Texto
completo del Mensaje del Santo Padre Francisco para la Cuaresma 2015 «
Fortalezcan sus corazones » (St 5,8)
«Queridos hermanos y hermanas:
La Cuaresma es un tiempo de renovación para la Iglesia, para las
comunidades y para cada creyente. Pero sobre todo es un « tiempo de gracia » (2
Co 6,2). Dios no nos pide nada que no nos haya dado antes: « Nosotros
amemos a Dios porque él nos amó primero » (1 Jn4,19). Él no es
indiferente a nosotros. Está interesado en cada uno de nosotros, nos conoce por
nuestro nombre, nos cuida y nos busca cuando lo dejamos. Cada uno de nosotros
le interesa; su amor le impide ser indiferente a lo que nos sucede. Pero ocurre
que cuando estamos bien y nos sentimos a gusto, nos olvidamos de los demás
(algo que Dios Padre no hace jamás), no nos interesan sus problemas, ni sus
sufrimientos, ni las injusticias que padecen … Entonces nuestro corazón cae en
la indiferencia: yo estoy relativamente bien y a gusto, y me olvido de quienes
no están bien. Esta actitud egoísta, de indiferencia, ha alcanzado hoy una
dimensión mundial, hasta tal punto que podemos hablar de una globalización de
la indiferencia. Se trata de un malestar que tenemos que afrontar como
cristianos.
Cuando el pueblo de Dios se convierte a su amor, encuentra las
respuestas a las preguntas que la historia le plantea continuamente. Uno de los
desafíos más urgentes sobre los que quiero detenerme en este Mensaje es el
de la globalización de la indiferencia. La indiferencia hacia el prójimo
y hacia Dios es una tentación real también para los cristianos. Por
eso, necesitamos oír en cada Cuaresma el grito de los profetas que
levantan su voz y nos despiertan. Dios no es indiferente al mundo, sino que
lo ama hasta el punto de dar a su Hijo por la salvación de cada
hombre. En la encarnación, en la vida terrena, en la muerte y resurrección del
Hijo de Dios, se abre definitivamente la puerta
entre Dios y el hombre, entre el cielo y la
tierra. Y la Iglesia es como la mano que tiene abierta esta puerta
mediante la proclamación de la Palabra, la celebración de los
sacramentos, el testimonio de la fe que actúa por la caridad (cfr. Ga
5,6). Sin embargo, el mundo tiende a cerrarse en sí mismo y a cerrar la
puerta a través de la cual Dios entra en el mundo y el mundo en Él.
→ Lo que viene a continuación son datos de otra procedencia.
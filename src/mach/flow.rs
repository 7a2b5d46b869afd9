use crate::lang::Command;

/// Why lines are being skipped.
#[derive(Debug, Clone, Copy, PartialEq, Eq)]
pub enum Pass {
    Off,
    /// False `if`, or the `else` of a taken branch. Ends at `else`/`endif`.
    Branch,
    /// False loop head or `break`. Ends at `endwhile`/`next`; `else` and
    /// `endif` at depth zero are passed over, since a `break` inside an `if`
    /// must leave the loop rather than stop at the end of that `if`.
    Loop,
}

/// ## Pass flag and nest counter
///
/// Blocks are not parsed. While skipping, every block opener bumps `nest`
/// and every terminator either drops it or, at depth zero, ends the skip.

#[derive(Debug, Clone, PartialEq)]
pub struct Flow {
    pass: Pass,
    nest: usize,
}

impl Default for Flow {
    fn default() -> Flow {
        Flow {
            pass: Pass::Off,
            nest: 0,
        }
    }
}

impl Flow {
    pub fn reset(&mut self) {
        *self = Flow::default();
    }

    pub fn is_skipping(&self) -> bool {
        self.pass != Pass::Off
    }

    pub fn pass(&self) -> Pass {
        self.pass
    }

    pub fn nest(&self) -> usize {
        self.nest
    }

    pub fn skip(&mut self, pass: Pass) {
        self.pass = pass;
        self.nest = 0;
    }

    /// Feeds a keyword met while skipping.
    pub fn skipped(&mut self, command: Command) {
        use Command::*;
        if command.opens_block() {
            self.nest += 1;
            return;
        }
        match command {
            Else if self.nest == 0 => {
                if self.pass == Pass::Branch {
                    self.pass = Pass::Off;
                }
            }
            Endif => {
                if self.nest > 0 {
                    self.nest -= 1;
                } else if self.pass == Pass::Branch {
                    self.pass = Pass::Off;
                }
            }
            Endwhile | Next => {
                if self.nest > 0 {
                    self.nest -= 1;
                } else {
                    self.pass = Pass::Off;
                }
            }
            _ => {}
        }
    }
}
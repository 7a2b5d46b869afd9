use crate::error;
use crate::lang::Error;

type Result<T> = std::result::Result<T, Error>;

/// ## Build-time geometry of the interpreter
///
/// The board builds differ only in these numbers.

#[derive(Debug, Clone, Copy, PartialEq)]
pub struct Config {
    /// Number of line slots, including slot 0 and the input slot.
    pub lines: usize,
    /// Bytes per slot, including the terminating NUL.
    pub row: usize,
    /// Label table capacity.
    pub labels: usize,
    /// Significant bytes of a label name.
    pub label_len: usize,
    /// Link stack capacity.
    pub link_depth: usize,
    /// Raw-data array table capacity.
    pub arrays: usize,
    /// Operands kept per instruction.
    pub args: usize,
    /// Seed for `rand`; entropy when `None`.
    pub seed: Option<u64>,
}

impl Default for Config {
    fn default() -> Config {
        Config {
            lines: 128,
            row: 64,
            labels: 32,
            label_len: 8,
            link_depth: 16,
            arrays: 16,
            args: 8,
            seed: None,
        }
    }
}

impl Config {
    pub fn validate(&self) -> Result<()> {
        if self.lines < 4 || self.lines > u16::max_value() as usize {
            return Err(error!(OutOfRange; "LINES"));
        }
        if self.row < 8 || self.row > 256 {
            return Err(error!(OutOfRange; "ROW"));
        }
        if self.arrays == 0 || self.arrays > 16 {
            return Err(error!(OutOfRange; "ARRAYS"));
        }
        if self.link_depth == 0 || self.label_len == 0 {
            return Err(error!(OutOfRange; "LINK DEPTH"));
        }
        if self.args < 8 {
            return Err(error!(OutOfRange; "ARGUMENTS"));
        }
        Ok(())
    }

    /// Floor of the push/pop scratch stack; empty when `stack_offset` is here.
    pub fn stack_floor(&self) -> usize {
        self.lines - 2
    }

    /// Defaults overridden by `ALOHA_LINES`, `ALOHA_ROW` and `ALOHA_SEED`.
    pub fn from_env() -> Result<Config> {
        fn var<T: std::str::FromStr>(name: &str) -> Result<Option<T>> {
            match std::env::var(name) {
                Ok(s) => match s.trim().parse() {
                    Ok(v) => Ok(Some(v)),
                    Err(_) => Err(error!(SyntaxError; "BAD ENVIRONMENT VALUE")),
                },
                Err(_) => Ok(None),
            }
        }
        let mut config = Config::default();
        if let Some(lines) = var("ALOHA_LINES")? {
            config.lines = lines;
        }
        if let Some(row) = var("ALOHA_ROW")? {
            config.row = row;
        }
        config.seed = var("ALOHA_SEED")?;
        config.validate()?;
        Ok(config)
    }
}

#[cfg(test)]
mod tests {
    use super::*;

    #[test]
    fn test_default_is_valid() {
        assert!(Config::default().validate().is_ok());
        assert_eq!(Config::default().stack_floor(), 126);
    }

    #[test]
    fn test_rejects_bad_geometry() {
        let config = Config {
            row: 2,
            ..Config::default()
        };
        assert!(config.validate().is_err());
        let config = Config {
            arrays: 17,
            ..Config::default()
        };
        assert!(config.validate().is_err());
    }
}
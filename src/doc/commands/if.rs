/*!
# `IF IFU IFB IFF IFS <a> <op> <b>`, `ELSE`, `ENDIF`
## Purpose
Runs lines only when a comparison holds.

## Remarks
The comparison is made in the domain of the keyword: `if` signed, `ifu`
unsigned, `ifb` decimal, `iff` float and `ifs` text. The operators are
`== != < > <= >=`; a missing operator means `==`. Text only knows `==` and
`!=`.

When the comparison fails, lines are skipped up to the matching `else` or
`endif`. Blocks opened inside the skipped lines are matched, so nesting
works. Reaching `else` after the true branch skips to `endif`.

## Example
```text
if -1 < 1
print 'signed
endif
ifu -1 < 1
print 'unsigned
endif
signed
```
*/
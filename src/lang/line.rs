use super::Error;
use crate::error;
use std::ops::Range;

type Result<T> = std::result::Result<T, Error>;

/// Marks a line as carrying a label.
pub const LABEL_MARKER: u8 = b'.';

/// ## Fixed-capacity store of fixed-width text lines
///
/// The store is both the program and its memory. Every slot holds up to
/// `row - 1` bytes of text followed by a NUL; everything after the content
/// is zero ("line-clean") after any write. Slot 0 is reserved and the last
/// slot is the input buffer.

#[derive(Clone, PartialEq)]
pub struct LineStore {
    row: usize,
    bytes: Vec<u8>,
}

/// What `skip_leading` found at the front of a line.
#[derive(Debug, Clone, PartialEq)]
pub struct Leading {
    /// Byte offset of the first token after spaces and an optional label.
    pub offset: usize,
    /// Span of the label name, marker excluded.
    pub label: Option<Range<usize>>,
}

impl std::fmt::Debug for LineStore {
    fn fmt(&self, f: &mut std::fmt::Formatter<'_>) -> std::fmt::Result {
        let mut list = f.debug_map();
        for index in 0..self.len() {
            let text = self.read(index).unwrap_or_default();
            if !text.is_empty() {
                list.entry(&index, &text);
            }
        }
        list.finish()
    }
}

impl LineStore {
    pub fn new(lines: usize, row: usize) -> LineStore {
        LineStore {
            row,
            bytes: vec![0; lines * row],
        }
    }

    pub fn len(&self) -> usize {
        if self.row == 0 {
            0
        } else {
            self.bytes.len() / self.row
        }
    }

    pub fn is_empty(&self) -> bool {
        self.bytes.is_empty()
    }

    /// Slot width including the terminating NUL.
    pub fn row(&self) -> usize {
        self.row
    }

    pub fn input_slot(&self) -> usize {
        self.len().saturating_sub(1)
    }

    fn slot(&self, index: usize) -> Result<&[u8]> {
        if index >= self.len() {
            return Err(error!(OutOfRange, index));
        }
        Ok(&self.bytes[index * self.row..(index + 1) * self.row])
    }

    fn slot_mut(&mut self, index: usize) -> Result<&mut [u8]> {
        if index >= self.len() {
            return Err(error!(OutOfRange, index));
        }
        let row = self.row;
        Ok(&mut self.bytes[index * row..(index + 1) * row])
    }

    /// Raw slot bytes, content plus zero fill.
    pub fn raw(&self, index: usize) -> Result<&[u8]> {
        self.slot(index)
    }

    pub fn read(&self, index: usize) -> Result<&str> {
        let slot = self.slot(index)?;
        let end = slot.iter().position(|&b| b == 0).unwrap_or(slot.len());
        match std::str::from_utf8(&slot[..end]) {
            Ok(s) => Ok(s),
            Err(e) => Ok(std::str::from_utf8(&slot[..e.valid_up_to()]).unwrap_or_default()),
        }
    }

    pub fn is_blank(&self, index: usize) -> bool {
        match self.slot(index) {
            Ok(slot) => slot[0] == 0,
            Err(_) => true,
        }
    }

    pub fn write(&mut self, index: usize, text: &str) -> Result<()> {
        let row = self.row;
        let slot = self.slot_mut(index)?;
        let text = match text.find('\0') {
            Some(nul) => &text[..nul],
            None => text,
        };
        let mut len = text.len().min(row.saturating_sub(1));
        while !text.is_char_boundary(len) {
            len -= 1;
        }
        slot[..len].copy_from_slice(&text.as_bytes()[..len]);
        for b in slot[len..].iter_mut() {
            *b = 0;
        }
        Ok(())
    }

    /// Writes bytes that did not come from a `&str`, such as an EEPROM record.
    pub fn write_bytes(&mut self, index: usize, bytes: &[u8]) -> Result<()> {
        let end = bytes.iter().position(|&b| b == 0).unwrap_or(bytes.len());
        let text = String::from_utf8_lossy(&bytes[..end]);
        self.write(index, &text)
    }

    pub fn clear_line(&mut self, index: usize) -> Result<()> {
        self.write(index, "")
    }

    pub fn clear(&mut self) {
        for b in self.bytes.iter_mut() {
            *b = 0;
        }
    }

    /// Strips leading spaces and an optional label. An unterminated label
    /// gets a trailing space so scans for the next space always stop.
    pub fn skip_leading(&mut self, index: usize) -> Result<Leading> {
        let row = self.row;
        let slot = self.slot_mut(index)?;
        let content = slot.iter().position(|&b| b == 0).unwrap_or(row);
        let mut offset = slot[..content].iter().take_while(|&&b| b == b' ').count();
        if offset >= content || slot[offset] != LABEL_MARKER {
            return Ok(Leading {
                offset,
                label: None,
            });
        }
        let start = offset + 1;
        let mut end = start;
        while end < content && slot[end] != b' ' {
            end += 1;
        }
        if end == content {
            if content + 1 < row {
                slot[content] = b' ';
            } else if content > start {
                end -= 1;
                while end > start && slot[end] & 0xC0 == 0x80 {
                    end -= 1;
                }
                slot[end] = b' ';
                for b in slot[end + 1..content].iter_mut() {
                    *b = 0;
                }
            }
        }
        let label = start..end;
        offset = end;
        let content = slot.iter().position(|&b| b == 0).unwrap_or(row);
        while offset < content && slot[offset] == b' ' {
            offset += 1;
        }
        Ok(Leading {
            offset,
            label: Some(label),
        })
    }

    /// Shifts `index..last` down one slot; the text in `last` is lost.
    pub fn insert(&mut self, index: usize, last: usize) -> Result<()> {
        if index > last || last >= self.len() {
            return Err(error!(OutOfRange, index));
        }
        let row = self.row;
        self.bytes
            .copy_within(index * row..last * row, (index + 1) * row);
        self.clear_line(index)
    }

    /// Shifts `index + 1..=last` up one slot and clears `last`.
    pub fn remove(&mut self, index: usize, last: usize) -> Result<()> {
        if index > last || last >= self.len() {
            return Err(error!(OutOfRange, index));
        }
        let row = self.row;
        self.bytes
            .copy_within((index + 1) * row..(last + 1) * row, index * row);
        self.clear_line(last)
    }
}
/*!
# The Simulated Board

The terminal executable runs scripts against a simulated board.

## Environment

 * `ALOHA_LINES` number of lines, 4 to 65535.
 * `ALOHA_ROW` bytes per line, 8 to 256.
 * `ALOHA_SEED` seed for `rand`.
 * `ALOHA_EEPROM` file that keeps the EEPROM between sessions. The file is
   the eight 32 KiB chips followed by a CRC-32; a damaged file is ignored.
 * `RUST_LOG` log filter, for example `RUST_LOG=aloha=debug`. Logs go to
   standard error.

## Peripherals

The clock follows the host clock from the moment it is set. GPIO and sound
patterns advance one word per service tick. Inputs read low. The heap holds
16384 words, shared by all arrays.

## Errors

Scripts never stop with an error. A value that does not parse reads as
zero, a line out of range is ignored and a full table or stack keeps its
newest entry. Problems are logged as warnings.
*/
Así, la mano, que es la Iglesia, nunca debe sorprenderse si es rechazada,
aplastada o herida. El pueblo de Dios, por tanto, tiene necesidad de
renovación, para no ser indiferente y para no cerrarse en sí mismo. Querría
proponerles tres pasajes para meditar acerca de esta renovación.
1. « Si un miembro sufre,
todos sufren con él » (1 Co12,26)– La Iglesia
La
caridad de Dios que rompe esa cerrazón mortal en sí mismos de la
indiferencia, nos la ofrece la Iglesia con sus enseñanzas y, sobre todo,
con su testimonio. Sin embargo, sólo se puede testimoniar lo que
antes se ha experimentado. El cristiano es aquel que permite que Dios lo
revista de su bondad y misericordia, que lo revista de Cristo, para
llegar a ser como Él, siervo de Dios y de los hombres. Nos lo
recuerda la liturgia del Jueves Santo con el rito del lavatorio de los
pies. Pedro no quería que Jesús le lavase los pies, pero después entendió
que Jesús no quería ser sólo un ejemplo de cómo debemos lavarnos los pies
unos a otros. Este servicio sólo lo puede hacer quien antes se ha dejado
lavar los pies por Cristo. Sólo éstos tienen « parte » con Él (Jn
13,8) y así pueden servir al hombre. La Cuaresma es un tiempo propicio para
dejarnos servir por Cristo y así llegar a ser como Él. Esto sucede cuando
escuchamos la Palabra de Dios y cuando recibimos los sacramentos, en
particular la Eucaristía. En ella nos convertimos en lo que recibimos: el
cuerpo de Cristo. En él no hay lugar para la indiferencia, que tan a
menudo parece tener tanto poder en nuestros corazones. Quien es de Cristo
pertenece a un solo cuerpo y en Él no se es indiferente hacia los demás.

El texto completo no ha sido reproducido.